OGH4Ob274/98t15.12.1998

Der Oberste Gerichtshof hat als Revisionsgericht durch den Senatspräsidenten des Obersten Gerichtshofes Dr. Kodek als Vorsitzenden und durch den Hofrat des Obersten Gerichtshofes Dr. Graf, die Hofrätinnen des Obersten Gerichtshofes Dr. Griß und Dr. Schenk sowie den Hofrat des Obersten Gerichtshofes Dr. Vogel als weitere Richter in der Rechtssache der klagenden Partei Dr. Erich H*****, wider die beklagten Parteien 1) P-***** AG, ***** 2) Ö***** AG, ***** 3) Ing. Hans K*****, 4) PA***** AG, ***** 5) Sidonie K*****, 6) Alfred R*****, und 7) Fachverband *****, alle vertreten durch Dr. Helmut Kellner, Rechtsanwalt in Wien, wegen Aufkündigung, infolge außerordentlicher Revision der beklagten Parteien gegen das Urteil des Landesgerichtes für Zivilrechtssachen Wien als Berufungsgericht vom 25. Juni 1998, GZ 39 R 146/98d-15, womit infolge Berufung der beklagten Parteien das Urteil des Bezirksgerichtes Innere Stadt Wien vom 4. November 1997, GZ 20 C 194/97y-11, bestätigt wurde, in nichtöffentlicher Sitzung zu Recht erkannt:

 

Spruch:

Der Revision wird nicht Folge gegeben.

Die beklagten Parteien haben die Kosten ihres erfolglosen Rechtsmittels selbst zu tragen.

Text

Entscheidungsgründe:

Die beklagten Parteien sind zu folgenden Anteilen Miteigentümer des Hauses Wien 1, *****ring ***** (= G*****gasse *****):

Erstbeklagte zu 11/100 = 33/300

Zweitbeklagte zu 1/10 = 30/300

Drittbeklagter zu 1/20 = 15/300

Viertbeklagte zu 1/20 = 15/300

Fünftbeklagte zu 106/300

Sechstbeklagter zu 53/300

Siebentbeklagte zu 16/100 = 48/300.

Der Kläger ist Mieter des Objektes top 6a in diesem Haus.

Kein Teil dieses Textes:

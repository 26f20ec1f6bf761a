//! # Cart Store
//!
//! The shared handle every storefront component uses to read and change the
//! cart.
//!
//! ## Thread Safety
//! The cart lives behind `Arc<Mutex<Cart>>`. Each mutation computes the next
//! state with the pure reducer in `mealcart-core` and swaps it in while the
//! lock is held, so no reader ever sees a half-applied change.
//!
//! ## Cart Operations Flow
//! ```text
//! ┌─────────────────────────────────────────────────────────────────────────┐
//! │                    Cart Store Operations                                │
//! │                                                                         │
//! │  UI Action                CartStore                Cart Change          │
//! │  ─────────                ─────────                ───────────          │
//! │                                                                         │
//! │  "+ Add" (menu) ────────► add_item() ────────────► merge or append     │
//! │                                                                         │
//! │  "+" (cart modal) ──────► add_item(single_unit) ─► amount += 1         │
//! │                                                                         │
//! │  "−" (cart modal) ──────► remove_item() ─────────► amount -= 1 / drop  │
//! │                                                                         │
//! │  Order submitted ───────► clear_cart() ──────────► empty               │
//! │                                                                         │
//! │  Render ────────────────► snapshot() / with_cart() (read only)         │
//! └─────────────────────────────────────────────────────────────────────────┘
//! ```
//!
//! A poisoned lock is recovered rather than propagated: every stored state
//! was produced whole by the reducer, so it is still consistent.

use std::sync::{Arc, Mutex, MutexGuard, PoisonError};

use mealcart_core::{Cart, CartAction, CoreResult, LineItem};
use tracing::{debug, warn};

/// Cloneable handle to one shared cart.
///
/// Clones share the same cart; `CartStore::new()` starts an independent one.
#[derive(Debug, Clone, Default)]
pub struct CartStore {
    cart: Arc<Mutex<Cart>>,
}

impl CartStore {
    /// Creates a store holding an empty cart.
    pub fn new() -> Self {
        CartStore {
            cart: Arc::new(Mutex::new(Cart::new())),
        }
    }

    fn lock(&self) -> MutexGuard<'_, Cart> {
        self.cart.lock().unwrap_or_else(PoisonError::into_inner)
    }

    /// Applies `action` and returns the new cart.
    ///
    /// On error the stored cart is left as it was.
    pub fn dispatch(&self, action: CartAction) -> CoreResult<Cart> {
        let mut cart = self.lock();
        let next = cart.apply(action)?;
        *cart = next.clone();
        Ok(next)
    }

    /// Adds `item`, merging with an existing line of the same id.
    ///
    /// A rejected add leaves the stored cart as it was.
    pub fn add_item(&self, item: LineItem) -> CoreResult<Cart> {
        let mut cart = self.lock();
        debug!(id = %item.id, amount = item.amount, "Adding item to cart");

        match cart.with_added(item) {
            Ok(next) => {
                *cart = next.clone();
                debug!(total = %next.total_amount(), "Cart updated");
                Ok(next)
            }
            Err(e) => {
                warn!(error = %e, "Add rejected");
                Err(e)
            }
        }
    }

    /// Removes one unit of the line with `id`.
    pub fn remove_item(&self, id: &str) -> CoreResult<Cart> {
        let mut cart = self.lock();

        match cart.with_removed(id) {
            Ok(next) => {
                debug!(id = %id, total = %next.total_amount(), "Removed one unit from cart");
                *cart = next.clone();
                Ok(next)
            }
            Err(e) => {
                debug!(id = %id, "Remove ignored: item not in cart");
                Err(e)
            }
        }
    }

    /// Empties the cart.
    pub fn clear_cart(&self) -> Cart {
        let mut cart = self.lock();
        debug!(items = cart.item_count(), "Clearing cart");
        *cart = Cart::new();
        Cart::new()
    }

    /// Copy of the current cart.
    pub fn snapshot(&self) -> Cart {
        self.lock().clone()
    }

    /// Runs `f` with read access to the cart.
    ///
    /// ## Usage
    /// ```rust
    /// use mealcart_client::CartStore;
    ///
    /// let store = CartStore::new();
    /// let badge = store.with_cart(|cart| cart.total_quantity());
    /// assert_eq!(badge, 0);
    /// ```
    pub fn with_cart<F, R>(&self, f: F) -> R
    where
        F: FnOnce(&Cart) -> R,
    {
        let cart = self.lock();
        f(&cart)
    }
}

Der Kläger kündigte mit der gegen "RA Dr. Helmut Kellner als Vertreter der Hauseigentümer *****ring *****, 1010 Wien" beim Erstgericht (nach Verbesserung durch Nennung der sieben beklagten Hauseigentümer am 25. 7. 1997) eingebrachten gerichtlichen Aufkündigung der Gegenseite die im Haus...... gelegene, gegen dreimonatliche Kündigung gemietete Wohnung top Nr 6a zum 31. 10. 1997 auf und beantragte, der Gegenseite aufzutragen, den Mietgegenstand binnen 14 Tagen nach diesem Termin zu übernehmen oder gegen die Aufkündigung Einwendungen zu erheben. Als Kündigungsgrund führte er aus, eine gedeihliche Zusammenarbeit mit dem Hausverwalter sei nicht zu erwarten; dieser habe eine frühere einvernehmliche Räumung der Wohnung abgelehnt und bestehe auf gerichtlicher Kündigung.

Die Zustellung der Aufkündigung erfolgte am 28. 7. 1997 an Rechtsanwalt Dr. Helmut Kellner.

Die Beklagten erhoben, alle vertreten durch Dr. Helmut Kellner, gegen diese Aufkündigung fristgerecht Einwendungen und führten darin aus, sie würden die lediglich an Dr. Kellner zugestellte Aufkündigung nicht anerkennen: Das Mietobjekt stehe im Eigentum von sieben Miteigentümern, Dr. Kellner habe im Zeitpunkt der Zustellung der Aufkündigung bloß über Verwaltervollmacht der Zweit-, der Fünft- und der Sechstbeklagten, nicht jedoch über eine solche der übrigen Beklagten verfügt und überdies keine Einzelermächtigung zur Entgegennahme der Aufkündigung gehabt. Zur Wirksamkeit der Aufkündigung hätte es einer rechtzeitigen Zustellung an alle sieben Miteigentümer bedurft.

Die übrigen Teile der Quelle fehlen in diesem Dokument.